WORK TO BE COMPLETED: Go through the entries, filter for the word "tests", and copy every line that has it.

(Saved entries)
*** Block opens ***
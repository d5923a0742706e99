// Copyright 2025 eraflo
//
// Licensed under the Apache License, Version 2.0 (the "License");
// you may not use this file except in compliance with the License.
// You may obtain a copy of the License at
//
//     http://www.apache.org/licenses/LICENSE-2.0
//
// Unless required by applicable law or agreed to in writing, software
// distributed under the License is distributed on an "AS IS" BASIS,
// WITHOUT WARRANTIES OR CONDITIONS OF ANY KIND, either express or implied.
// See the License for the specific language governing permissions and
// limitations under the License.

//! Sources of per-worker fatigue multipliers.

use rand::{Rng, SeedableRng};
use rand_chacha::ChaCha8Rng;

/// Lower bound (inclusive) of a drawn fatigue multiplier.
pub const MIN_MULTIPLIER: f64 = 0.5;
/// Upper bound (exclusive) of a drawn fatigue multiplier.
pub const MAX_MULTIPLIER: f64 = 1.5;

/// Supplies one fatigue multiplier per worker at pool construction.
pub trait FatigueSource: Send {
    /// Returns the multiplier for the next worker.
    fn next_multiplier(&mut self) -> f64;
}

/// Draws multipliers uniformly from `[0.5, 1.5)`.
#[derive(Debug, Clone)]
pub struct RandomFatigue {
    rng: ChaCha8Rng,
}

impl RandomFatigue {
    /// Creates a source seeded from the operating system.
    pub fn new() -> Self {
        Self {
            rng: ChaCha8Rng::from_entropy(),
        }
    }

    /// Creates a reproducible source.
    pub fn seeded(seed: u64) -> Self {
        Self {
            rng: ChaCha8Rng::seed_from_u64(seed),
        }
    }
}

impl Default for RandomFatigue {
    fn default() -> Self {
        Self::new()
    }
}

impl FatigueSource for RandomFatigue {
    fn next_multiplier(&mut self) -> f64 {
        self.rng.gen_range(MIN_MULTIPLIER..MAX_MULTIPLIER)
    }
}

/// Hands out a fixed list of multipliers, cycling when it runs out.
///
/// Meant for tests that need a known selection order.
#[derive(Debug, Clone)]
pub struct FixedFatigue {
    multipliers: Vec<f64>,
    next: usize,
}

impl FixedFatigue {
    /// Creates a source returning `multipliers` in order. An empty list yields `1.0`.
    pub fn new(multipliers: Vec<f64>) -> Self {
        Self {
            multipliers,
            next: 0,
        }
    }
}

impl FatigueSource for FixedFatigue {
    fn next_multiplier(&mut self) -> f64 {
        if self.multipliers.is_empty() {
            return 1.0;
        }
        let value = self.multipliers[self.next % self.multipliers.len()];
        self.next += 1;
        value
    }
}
*** Block closes ***
*** Block opens ***
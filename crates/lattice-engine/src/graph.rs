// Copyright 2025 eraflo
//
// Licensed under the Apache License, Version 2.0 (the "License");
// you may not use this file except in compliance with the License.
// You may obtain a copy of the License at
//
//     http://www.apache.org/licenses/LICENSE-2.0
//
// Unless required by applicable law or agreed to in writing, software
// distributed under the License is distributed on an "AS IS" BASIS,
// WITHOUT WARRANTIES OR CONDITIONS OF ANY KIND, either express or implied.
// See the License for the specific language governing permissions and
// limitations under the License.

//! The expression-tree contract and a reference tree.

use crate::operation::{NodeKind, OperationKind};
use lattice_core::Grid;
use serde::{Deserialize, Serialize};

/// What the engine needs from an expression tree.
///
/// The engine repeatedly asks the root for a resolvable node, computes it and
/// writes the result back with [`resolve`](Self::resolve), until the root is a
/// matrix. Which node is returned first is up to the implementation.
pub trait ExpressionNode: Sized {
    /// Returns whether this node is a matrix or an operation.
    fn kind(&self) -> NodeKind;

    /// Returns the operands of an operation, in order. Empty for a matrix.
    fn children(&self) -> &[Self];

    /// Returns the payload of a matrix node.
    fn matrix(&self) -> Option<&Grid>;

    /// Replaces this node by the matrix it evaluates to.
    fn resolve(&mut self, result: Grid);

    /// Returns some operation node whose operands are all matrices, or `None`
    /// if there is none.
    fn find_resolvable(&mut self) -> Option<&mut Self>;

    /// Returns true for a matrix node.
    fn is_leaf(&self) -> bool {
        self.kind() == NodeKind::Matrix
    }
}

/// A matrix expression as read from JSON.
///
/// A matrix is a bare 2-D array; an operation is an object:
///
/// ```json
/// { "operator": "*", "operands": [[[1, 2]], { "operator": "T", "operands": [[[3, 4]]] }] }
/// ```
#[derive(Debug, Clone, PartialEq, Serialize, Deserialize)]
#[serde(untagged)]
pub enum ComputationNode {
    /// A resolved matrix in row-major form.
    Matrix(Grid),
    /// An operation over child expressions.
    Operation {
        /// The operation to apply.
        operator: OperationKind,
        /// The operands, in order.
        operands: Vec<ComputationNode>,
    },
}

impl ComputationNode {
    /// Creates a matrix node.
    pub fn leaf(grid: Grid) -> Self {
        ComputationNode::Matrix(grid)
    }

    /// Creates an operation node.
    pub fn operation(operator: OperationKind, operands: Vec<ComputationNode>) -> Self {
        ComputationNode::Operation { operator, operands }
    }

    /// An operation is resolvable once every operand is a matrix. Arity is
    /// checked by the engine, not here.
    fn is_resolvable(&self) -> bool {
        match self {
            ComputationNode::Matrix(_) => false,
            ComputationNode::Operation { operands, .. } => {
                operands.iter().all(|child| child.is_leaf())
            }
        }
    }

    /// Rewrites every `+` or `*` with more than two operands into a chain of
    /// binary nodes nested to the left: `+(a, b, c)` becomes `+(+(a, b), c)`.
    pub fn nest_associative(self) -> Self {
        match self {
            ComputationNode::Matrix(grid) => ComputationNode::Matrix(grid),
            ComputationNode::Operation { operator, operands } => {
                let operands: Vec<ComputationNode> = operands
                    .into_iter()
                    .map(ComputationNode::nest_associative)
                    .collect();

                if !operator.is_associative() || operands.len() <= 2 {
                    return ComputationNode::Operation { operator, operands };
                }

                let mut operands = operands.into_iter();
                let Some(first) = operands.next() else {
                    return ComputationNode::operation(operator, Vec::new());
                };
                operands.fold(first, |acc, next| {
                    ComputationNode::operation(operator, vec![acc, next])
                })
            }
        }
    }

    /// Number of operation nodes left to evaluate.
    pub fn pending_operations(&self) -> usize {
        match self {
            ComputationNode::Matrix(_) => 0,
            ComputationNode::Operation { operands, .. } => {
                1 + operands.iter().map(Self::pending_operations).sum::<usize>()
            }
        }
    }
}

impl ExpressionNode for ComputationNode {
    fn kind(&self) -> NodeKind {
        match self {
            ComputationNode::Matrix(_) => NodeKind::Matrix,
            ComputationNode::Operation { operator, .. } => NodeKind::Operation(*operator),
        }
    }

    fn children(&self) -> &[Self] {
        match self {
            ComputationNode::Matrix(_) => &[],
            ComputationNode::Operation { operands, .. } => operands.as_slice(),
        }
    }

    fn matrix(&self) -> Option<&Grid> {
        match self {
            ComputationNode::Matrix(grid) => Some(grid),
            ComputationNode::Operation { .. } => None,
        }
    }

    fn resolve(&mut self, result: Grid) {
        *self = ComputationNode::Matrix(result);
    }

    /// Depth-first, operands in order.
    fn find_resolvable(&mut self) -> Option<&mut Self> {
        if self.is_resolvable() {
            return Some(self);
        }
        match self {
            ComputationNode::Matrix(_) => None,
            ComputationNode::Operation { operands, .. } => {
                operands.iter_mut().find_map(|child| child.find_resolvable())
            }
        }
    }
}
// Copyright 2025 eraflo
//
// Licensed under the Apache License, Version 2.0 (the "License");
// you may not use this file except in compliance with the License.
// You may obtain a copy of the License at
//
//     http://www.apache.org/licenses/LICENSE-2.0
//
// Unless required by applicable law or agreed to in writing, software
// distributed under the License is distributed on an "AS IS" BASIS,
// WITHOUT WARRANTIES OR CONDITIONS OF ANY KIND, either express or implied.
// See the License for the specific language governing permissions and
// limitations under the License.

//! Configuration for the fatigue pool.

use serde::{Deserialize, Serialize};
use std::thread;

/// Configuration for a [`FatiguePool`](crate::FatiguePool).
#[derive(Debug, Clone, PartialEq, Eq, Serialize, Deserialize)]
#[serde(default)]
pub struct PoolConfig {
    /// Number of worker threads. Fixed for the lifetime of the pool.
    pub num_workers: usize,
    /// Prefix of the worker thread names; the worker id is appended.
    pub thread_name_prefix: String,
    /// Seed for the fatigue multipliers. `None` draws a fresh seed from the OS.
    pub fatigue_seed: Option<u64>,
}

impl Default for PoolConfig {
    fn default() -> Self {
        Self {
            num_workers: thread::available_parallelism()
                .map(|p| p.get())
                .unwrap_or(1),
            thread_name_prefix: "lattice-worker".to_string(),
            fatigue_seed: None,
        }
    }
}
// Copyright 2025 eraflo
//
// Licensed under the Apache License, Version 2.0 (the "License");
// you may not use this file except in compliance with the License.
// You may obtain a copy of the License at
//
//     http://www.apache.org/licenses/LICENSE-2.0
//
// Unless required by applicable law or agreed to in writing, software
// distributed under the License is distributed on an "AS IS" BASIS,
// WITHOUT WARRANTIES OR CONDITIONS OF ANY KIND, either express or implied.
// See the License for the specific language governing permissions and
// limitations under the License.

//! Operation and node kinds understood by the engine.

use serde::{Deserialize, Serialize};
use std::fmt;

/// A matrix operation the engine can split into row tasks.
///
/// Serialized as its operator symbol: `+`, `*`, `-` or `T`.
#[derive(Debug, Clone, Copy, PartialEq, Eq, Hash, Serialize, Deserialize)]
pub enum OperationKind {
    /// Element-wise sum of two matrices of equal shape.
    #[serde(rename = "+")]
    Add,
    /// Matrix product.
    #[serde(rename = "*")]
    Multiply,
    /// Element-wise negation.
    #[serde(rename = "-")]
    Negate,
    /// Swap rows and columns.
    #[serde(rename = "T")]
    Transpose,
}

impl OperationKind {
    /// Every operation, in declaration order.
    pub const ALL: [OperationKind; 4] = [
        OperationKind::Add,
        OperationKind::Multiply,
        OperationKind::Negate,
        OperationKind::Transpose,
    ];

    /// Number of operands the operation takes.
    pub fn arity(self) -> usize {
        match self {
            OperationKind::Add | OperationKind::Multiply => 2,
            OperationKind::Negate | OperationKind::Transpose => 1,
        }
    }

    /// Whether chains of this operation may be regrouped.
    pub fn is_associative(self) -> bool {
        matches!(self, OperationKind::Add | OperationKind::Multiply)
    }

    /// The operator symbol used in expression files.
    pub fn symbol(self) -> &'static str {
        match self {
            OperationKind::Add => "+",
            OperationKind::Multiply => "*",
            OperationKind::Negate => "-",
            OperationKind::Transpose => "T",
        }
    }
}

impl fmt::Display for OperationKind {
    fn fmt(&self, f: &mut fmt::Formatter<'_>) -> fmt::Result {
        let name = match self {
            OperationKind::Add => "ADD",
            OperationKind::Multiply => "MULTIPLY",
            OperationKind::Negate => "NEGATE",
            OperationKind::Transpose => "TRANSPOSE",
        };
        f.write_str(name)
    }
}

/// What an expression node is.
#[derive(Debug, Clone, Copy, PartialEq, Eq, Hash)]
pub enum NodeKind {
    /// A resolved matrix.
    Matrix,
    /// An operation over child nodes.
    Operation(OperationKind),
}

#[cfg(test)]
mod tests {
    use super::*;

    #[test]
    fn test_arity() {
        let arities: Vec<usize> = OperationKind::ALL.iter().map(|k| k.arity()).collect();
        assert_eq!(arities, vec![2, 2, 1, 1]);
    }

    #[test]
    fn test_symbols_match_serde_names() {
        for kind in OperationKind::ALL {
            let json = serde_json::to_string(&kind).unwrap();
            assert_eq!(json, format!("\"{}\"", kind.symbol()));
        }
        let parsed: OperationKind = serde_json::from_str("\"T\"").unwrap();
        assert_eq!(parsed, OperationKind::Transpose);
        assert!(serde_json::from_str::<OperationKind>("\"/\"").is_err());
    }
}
*** Block closes ***
*** Block opens ***
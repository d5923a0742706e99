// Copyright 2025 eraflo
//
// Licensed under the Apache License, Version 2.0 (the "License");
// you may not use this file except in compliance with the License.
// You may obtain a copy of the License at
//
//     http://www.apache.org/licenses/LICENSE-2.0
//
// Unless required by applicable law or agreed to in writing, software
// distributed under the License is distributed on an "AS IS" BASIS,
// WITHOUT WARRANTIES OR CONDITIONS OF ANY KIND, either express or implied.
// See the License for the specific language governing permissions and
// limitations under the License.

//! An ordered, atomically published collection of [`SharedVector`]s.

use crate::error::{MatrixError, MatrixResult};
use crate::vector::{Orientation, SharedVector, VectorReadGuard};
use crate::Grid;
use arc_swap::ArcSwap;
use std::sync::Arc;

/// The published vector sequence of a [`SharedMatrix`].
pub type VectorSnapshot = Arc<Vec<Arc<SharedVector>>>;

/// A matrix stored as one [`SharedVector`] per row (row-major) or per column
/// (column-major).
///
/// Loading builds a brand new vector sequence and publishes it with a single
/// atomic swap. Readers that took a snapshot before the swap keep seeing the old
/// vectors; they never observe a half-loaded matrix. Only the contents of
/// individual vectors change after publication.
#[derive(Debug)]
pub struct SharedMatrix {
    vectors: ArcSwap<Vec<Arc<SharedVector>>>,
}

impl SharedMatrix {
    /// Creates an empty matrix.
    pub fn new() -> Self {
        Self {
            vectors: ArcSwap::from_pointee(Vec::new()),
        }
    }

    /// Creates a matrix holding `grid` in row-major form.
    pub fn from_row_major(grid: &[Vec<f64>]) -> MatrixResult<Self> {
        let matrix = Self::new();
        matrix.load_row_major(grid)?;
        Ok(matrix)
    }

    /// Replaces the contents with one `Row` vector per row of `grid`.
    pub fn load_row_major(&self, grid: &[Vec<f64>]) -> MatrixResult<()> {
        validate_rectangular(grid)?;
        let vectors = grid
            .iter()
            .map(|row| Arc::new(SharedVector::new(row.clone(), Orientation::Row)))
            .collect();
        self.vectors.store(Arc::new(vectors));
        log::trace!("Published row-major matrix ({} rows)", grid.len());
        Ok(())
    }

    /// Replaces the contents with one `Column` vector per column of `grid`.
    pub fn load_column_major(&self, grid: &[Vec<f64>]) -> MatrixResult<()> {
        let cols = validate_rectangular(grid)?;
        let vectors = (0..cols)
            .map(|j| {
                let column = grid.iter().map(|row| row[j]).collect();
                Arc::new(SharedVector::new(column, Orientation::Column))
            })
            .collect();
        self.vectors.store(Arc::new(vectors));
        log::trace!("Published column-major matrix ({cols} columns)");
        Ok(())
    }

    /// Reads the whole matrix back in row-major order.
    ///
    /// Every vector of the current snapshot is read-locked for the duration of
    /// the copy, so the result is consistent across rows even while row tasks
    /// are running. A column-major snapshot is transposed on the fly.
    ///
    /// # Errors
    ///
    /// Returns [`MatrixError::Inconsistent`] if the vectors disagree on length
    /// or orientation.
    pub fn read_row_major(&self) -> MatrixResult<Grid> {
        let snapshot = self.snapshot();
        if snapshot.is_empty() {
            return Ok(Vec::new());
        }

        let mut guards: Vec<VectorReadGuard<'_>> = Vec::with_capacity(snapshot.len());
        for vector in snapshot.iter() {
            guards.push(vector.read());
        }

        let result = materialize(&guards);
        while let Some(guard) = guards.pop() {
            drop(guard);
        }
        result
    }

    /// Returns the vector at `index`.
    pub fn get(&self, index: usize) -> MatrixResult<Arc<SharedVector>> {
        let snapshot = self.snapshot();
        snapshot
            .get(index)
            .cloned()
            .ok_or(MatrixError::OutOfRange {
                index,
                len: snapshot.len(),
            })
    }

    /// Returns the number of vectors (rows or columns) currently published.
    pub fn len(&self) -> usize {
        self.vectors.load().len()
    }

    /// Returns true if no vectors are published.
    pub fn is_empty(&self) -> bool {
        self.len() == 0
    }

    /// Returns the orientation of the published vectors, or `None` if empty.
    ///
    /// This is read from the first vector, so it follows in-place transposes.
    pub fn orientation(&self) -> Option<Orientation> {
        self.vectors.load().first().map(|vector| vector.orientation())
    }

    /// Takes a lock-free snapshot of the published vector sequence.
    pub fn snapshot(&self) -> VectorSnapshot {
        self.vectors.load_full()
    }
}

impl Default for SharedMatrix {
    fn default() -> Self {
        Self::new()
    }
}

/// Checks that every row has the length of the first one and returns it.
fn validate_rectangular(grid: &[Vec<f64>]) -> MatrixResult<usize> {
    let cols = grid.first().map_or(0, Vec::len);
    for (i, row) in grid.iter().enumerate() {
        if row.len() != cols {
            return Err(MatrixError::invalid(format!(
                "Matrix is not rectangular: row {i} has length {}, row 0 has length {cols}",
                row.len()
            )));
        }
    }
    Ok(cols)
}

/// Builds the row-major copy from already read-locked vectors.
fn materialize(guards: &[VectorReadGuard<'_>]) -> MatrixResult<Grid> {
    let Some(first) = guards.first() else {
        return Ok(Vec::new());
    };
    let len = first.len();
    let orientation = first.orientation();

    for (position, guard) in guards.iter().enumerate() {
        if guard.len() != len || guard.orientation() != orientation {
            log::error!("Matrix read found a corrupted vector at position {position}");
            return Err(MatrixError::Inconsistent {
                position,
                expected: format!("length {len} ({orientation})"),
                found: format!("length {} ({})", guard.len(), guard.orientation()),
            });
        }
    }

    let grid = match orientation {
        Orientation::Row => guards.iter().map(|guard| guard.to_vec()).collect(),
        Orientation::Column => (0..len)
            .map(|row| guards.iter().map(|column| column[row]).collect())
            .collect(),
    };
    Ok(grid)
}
*** Block closes ***
EXPECTED OUTPUT:
/// Meant for tests that need a known selection order.
mod tests {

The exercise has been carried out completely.